Vol. 26 Issue 1 2023
  1. Nageswararao1 , C. Shoba Bindu2, P. Dileep Kumar Reddy3

1Department of CSE, JNTUA College of Engineering, Ananthapuramu, Andhra Pradesh, India,

2Department of CSE, JNTUA College of Engineering, Ananthapuramu, Andhra Pradesh, India,

3Department of CSE, Narsimha Reddy Engineering College (Autonomous), Secunderabad, Telangana, India,


Newspapers play a very crucial role in society because they inform people about current events and how they may impact their day-to-day lives. In cases of wellbeing emergencies, along with the recent COVID-19 outbreak, their significance becomes even more critical and indispensable.

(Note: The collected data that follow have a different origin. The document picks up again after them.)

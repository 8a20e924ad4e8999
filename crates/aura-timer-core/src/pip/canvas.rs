//! Canvas-stream strategy: draws the timer onto an offscreen surface,
//! captures it into a muted video and floats that video.
//!
//! The host's animation frames drive [`PipStrategy::animation_frame`];
//! the frame renderer runs at most [`CANVAS_FPS`] times per second.

use std::rc::Rc;

use tokio::sync::mpsc::{self, UnboundedReceiver};
use tracing::{debug, info, warn};

use super::platform::{Control, FloatingVideo, Platform, SurfaceEvent};
use super::strategy::{PipCallbacks, PipStrategy, StrategyKind};
use crate::clock::Snapshot;
use crate::error::PlatformError;
use crate::render::{render_frame, DrawSurface, Size};

/// Redraw cap. A digit clock needs no more.
pub const CANVAS_FPS: u32 = 10;

pub const DEFAULT_CANVAS_SIZE: Size = Size::new(600, 340);

pub struct CanvasStreamStrategy<P: Platform> {
    platform: Rc<P>,
    initial_size: Size,
    surface: Option<P::Surface>,
    video: Option<P::Video>,
    events: Option<UnboundedReceiver<SurfaceEvent>>,
    callbacks: Option<PipCallbacks>,
    current: Option<Snapshot>,
    last_draw_ms: Option<f64>,
    frames_drawn: u64,
    active: bool,
}

impl<P: Platform> CanvasStreamStrategy<P> {
    pub fn new(platform: Rc<P>) -> Self {
        Self::with_canvas_size(platform, DEFAULT_CANVAS_SIZE)
    }

    pub fn with_canvas_size(platform: Rc<P>, initial_size: Size) -> Self {
        Self {
            platform,
            initial_size,
            surface: None,
            video: None,
            events: None,
            callbacks: None,
            current: None,
            last_draw_ms: None,
            frames_drawn: 0,
            active: false,
        }
    }

    pub fn frame_interval_ms() -> f64 {
        1000.0 / f64::from(CANVAS_FPS)
    }

    pub fn frames_drawn(&self) -> u64 {
        self.frames_drawn
    }

    pub fn canvas_size(&self) -> Option<Size> {
        self.surface.as_ref().map(|s| s.size())
    }

    fn draw(&mut self) {
        let (Some(surface), Some(snapshot)) = (self.surface.as_mut(), self.current.as_ref()) else {
            return;
        };
        let size = surface.size();
        render_frame(surface, size, snapshot);
        if let Some(video) = self.video.as_mut() {
            video.present(surface);
        }
        self.frames_drawn += 1;
    }

    fn resize_to(&mut self, size: Size) {
        let Some(surface) = self.surface.as_mut() else {
            return;
        };
        if surface.size() == size {
            return;
        }
        debug!(from = %surface.size(), to = %size, "resizing canvas");
        surface.resize(size);
        // Never show a stretched frame after a resize.
        self.draw();
    }

    /// Stop the loop and release the stream. Returns the callbacks only on
    /// the first call.
    fn cleanup(&mut self) -> Option<PipCallbacks> {
        if !self.active {
            return None;
        }
        self.active = false;
        if let Some(mut video) = self.video.take() {
            video.stop_tracks();
            video.exit();
        }
        self.surface = None;
        self.events = None;
        self.last_draw_ms = None;
        self.callbacks.take()
    }
}

impl<P: Platform> PipStrategy for CanvasStreamStrategy<P> {
    fn kind(&self) -> StrategyKind {
        StrategyKind::CanvasStream
    }

    fn is_active(&self) -> bool {
        self.active
    }

    async fn open(
        &mut self,
        initial: &Snapshot,
        callbacks: PipCallbacks,
    ) -> Result<(), PlatformError> {
        self.callbacks = Some(callbacks);
        self.current = Some(initial.clone());

        let surface = self.platform.create_surface(self.initial_size);
        self.active = true;

        let (tx, rx) = mpsc::unbounded_channel();
        let floated = self.platform.float_video(&surface, CANVAS_FPS, tx).await;
        self.surface = Some(surface);
        match floated {
            Ok(video) => {
                self.video = Some(video);
                self.events = Some(rx);
            }
            Err(e) => {
                warn!(error = %e, "failed to float canvas stream");
                self.cleanup();
                return Err(e);
            }
        }

        self.draw();
        info!(size = %self.initial_size, fps = CANVAS_FPS, "canvas stream floated");
        Ok(())
    }

    fn update(&mut self, snapshot: &Snapshot) {
        if !self.active {
            return;
        }
        // The render loop picks it up.
        self.current = Some(snapshot.clone());
    }

    fn close(&mut self) {
        self.cleanup();
    }

    fn pump(&mut self) {
        if !self.active {
            return;
        }
        let mut pending = Vec::new();
        if let Some(events) = self.events.as_mut() {
            while let Ok(event) = events.try_recv() {
                pending.push(event);
            }
        }

        for event in pending {
            match event {
                SurfaceEvent::Resized(size) => self.resize_to(size),
                SurfaceEvent::Pressed(control) => {
                    if let Some(callbacks) = &self.callbacks {
                        match control {
                            Control::Toggle => callbacks.on_toggle(),
                            Control::Reset => callbacks.on_reset(),
                        }
                    }
                }
                SurfaceEvent::Dismissed => {
                    info!("floated video dismissed by user");
                    if let Some(callbacks) = self.cleanup() {
                        callbacks.on_close();
                    }
                    return;
                }
            }
        }
    }

    fn animation_frame(&mut self, timestamp_ms: f64) {
        if !self.active {
            return;
        }
        let due = self
            .last_draw_ms
            .map_or(true, |last| timestamp_ms - last >= Self::frame_interval_ms());
        if due {
            self.draw();
            self.last_draw_ms = Some(timestamp_ms);
        }
    }
}

#[cfg(test)]
mod tests {
    use super::*;
    use crate::clock::{TimerState, TimerStatus};
    use crate::pip::headless::HeadlessPlatform;
    use crate::pip::strategy::PipEvent;
    use crate::pip::Capabilities;

    fn snap(remaining: i64, status: TimerStatus) -> Snapshot {
        let mut state = TimerState::new(900);
        state.remaining_seconds = remaining;
        state.status = status;
        state.snapshot()
    }

    async fn opened(
        platform: &HeadlessPlatform,
    ) -> (CanvasStreamStrategy<HeadlessPlatform>, UnboundedReceiver<PipEvent>) {
        let mut strategy = CanvasStreamStrategy::new(Rc::new(platform.clone()));
        let (callbacks, rx) = PipCallbacks::channel();
        strategy
            .open(&snap(900, TimerStatus::Idle), callbacks)
            .await
            .unwrap();
        (strategy, rx)
    }

    #[tokio::test]
    async fn open_floats_and_draws_first_frame() {
        let platform = HeadlessPlatform::new(Capabilities::VIDEO_ONLY);
        let (strategy, _rx) = opened(&platform).await;
        assert!(strategy.is_active());
        assert!(platform.video_floating());
        assert_eq!(platform.frames_presented(), 1);
        assert_eq!(platform.last_frame_texts().concat(), "15:00");
        assert_eq!(strategy.canvas_size(), Some(DEFAULT_CANVAS_SIZE));
    }

    #[tokio::test]
    async fn render_loop_is_capped_at_frame_rate() {
        let platform = HeadlessPlatform::new(Capabilities::VIDEO_ONLY);
        let (mut strategy, _rx) = opened(&platform).await;
        let start = strategy.frames_drawn();
        // One second of 60 Hz animation frames.
        for i in 0..60 {
            strategy.animation_frame(f64::from(i) * 1000.0 / 60.0);
        }
        assert_eq!(strategy.frames_drawn() - start, 10);
    }

    #[tokio::test]
    async fn long_sessions_keep_one_frame_on_the_surface() {
        let platform = HeadlessPlatform::new(Capabilities::VIDEO_ONLY);
        let (mut strategy, _rx) = opened(&platform).await;
        strategy.update(&snap(-5, TimerStatus::Running));
        strategy.animation_frame(0.0);
        let per_frame = platform.last_frame_op_count();
        assert!(per_frame > 0);

        // An hour of 60 Hz animation frames.
        for i in 1..(60 * 60 * 60) {
            strategy.animation_frame(f64::from(i) * 1000.0 / 60.0);
        }
        assert!(platform.frames_presented() > 10_000);
        assert_eq!(platform.last_frame_op_count(), per_frame);
        assert!(platform.last_frame_texts().concat().starts_with("-00:05"));
    }

    #[tokio::test]
    async fn update_is_drawn_by_the_loop() {
        let platform = HeadlessPlatform::new(Capabilities::VIDEO_ONLY);
        let (mut strategy, _rx) = opened(&platform).await;
        strategy.update(&snap(-5, TimerStatus::Running));
        assert_eq!(platform.last_frame_texts().concat(), "15:00");
        strategy.animation_frame(0.0);
        assert!(platform.last_frame_texts().concat().starts_with("-00:05"));
    }

    #[tokio::test]
    async fn resize_redraws_immediately() {
        let platform = HeadlessPlatform::new(Capabilities::VIDEO_ONLY);
        let (mut strategy, _rx) = opened(&platform).await;
        let before = platform.frames_presented();

        platform.resize(Size::new(320, 180));
        strategy.pump();
        assert_eq!(strategy.canvas_size(), Some(Size::new(320, 180)));
        assert_eq!(platform.frames_presented(), before + 1);

        // Same size reported again: no redraw.
        platform.resize(Size::new(320, 180));
        strategy.pump();
        assert_eq!(platform.frames_presented(), before + 1);
    }

    #[tokio::test]
    async fn dismissal_releases_stream_and_reports_once() {
        let platform = HeadlessPlatform::new(Capabilities::VIDEO_ONLY);
        let (mut strategy, mut rx) = opened(&platform).await;
        platform.dismiss();
        strategy.pump();
        assert!(!strategy.is_active());
        assert!(platform.tracks_stopped());
        assert!(!platform.video_floating());
        assert_eq!(rx.try_recv().ok(), Some(PipEvent::Closed));

        strategy.close();
        strategy.close();
        assert!(rx.try_recv().is_err());
    }

    #[tokio::test]
    async fn float_failure_unwinds() {
        let platform = HeadlessPlatform::new(Capabilities::VIDEO_ONLY);
        platform.deny_next_open(PlatformError::Interrupted("gesture required".into()));
        let mut strategy = CanvasStreamStrategy::new(Rc::new(platform.clone()));
        let (callbacks, mut rx) = PipCallbacks::channel();
        assert!(strategy.open(&snap(900, TimerStatus::Idle), callbacks).await.is_err());
        assert!(!strategy.is_active());
        assert_eq!(strategy.canvas_size(), None);
        assert!(rx.try_recv().is_err());
    }
}
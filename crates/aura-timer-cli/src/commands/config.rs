use aura_timer_core::Config;
use clap::Subcommand;

#[derive(Subcommand)]
pub enum ConfigAction {
    /// Get a config value
    Get {
        /// Config key (e.g. "timer.default_minutes", "pip.canvas_width")
        key: String,
    },
    /// Set a config value
    Set {
        /// Config key
        key: String,
        /// New value
        value: String,
    },
    /// List all config values
    List,
    /// Reset config to defaults
    Reset,
}

pub fn run(action: ConfigAction) -> Result<(), Box<dyn std::error::Error>> {
    match action {
        ConfigAction::Get { key } => {
            let config = Config::load()?;
            let value = config
                .get(&key)
                .ok_or_else(|| format!("unknown key: {key}"))?;
            println!("{value}");
        }
        ConfigAction::Set { key, value } => {
            let mut config = Config::load()?;
            config.set(&key, &value)?;
            config.save()?;
            println!("ok");
        }
        ConfigAction::List => {
            let config = Config::load()?;
            for (key, value) in config.entries() {
                println!("{key} = {value}");
            }
        }
        ConfigAction::Reset => {
            Config::default().save()?;
            println!("config reset to defaults");
        }
    }
    Ok(())
}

Since the beginning of the pandemic, newspapers have been a valuable source of information for the general public on a wide range of topics, including the identification of a novel coronavirus strain, restrictions and other lockdown, governmental regulations and details on the development of a coronavirus vaccine. In this case, analysing newly emerging and extensively reported topics, themes, and concerns, as well as the accompanying sentiments from different nations, can aid in our understanding of the COVID-19 pandemic. In our paper, we investigated greater than 100,000 COVID-19 news headlines and articles utilising BERTopic, Top2Vec (topic modelling), and XLNet (sentiment analysis and classification). Our topic modelling findings showed that the most prevalent and widely covered topics in the India, Japan, South Korea and UK were education, sports, Vaccination, and economy. Additionally, our sentiment classification model achieved 92% validation accuracy, 96% testing accuracy, 97% F1-Score and the study revealed that the UK, the nation with the worst affects in our dataset, also has the largest prevalence of negative sentiment.

INDEX TERMS: Natural Language Processing, Machine Learning, Topic Modeling, Topic Labeling, BERTopic, Top2Vec, XLNET, Sentiment Analysis, Newspaper, COVID-19.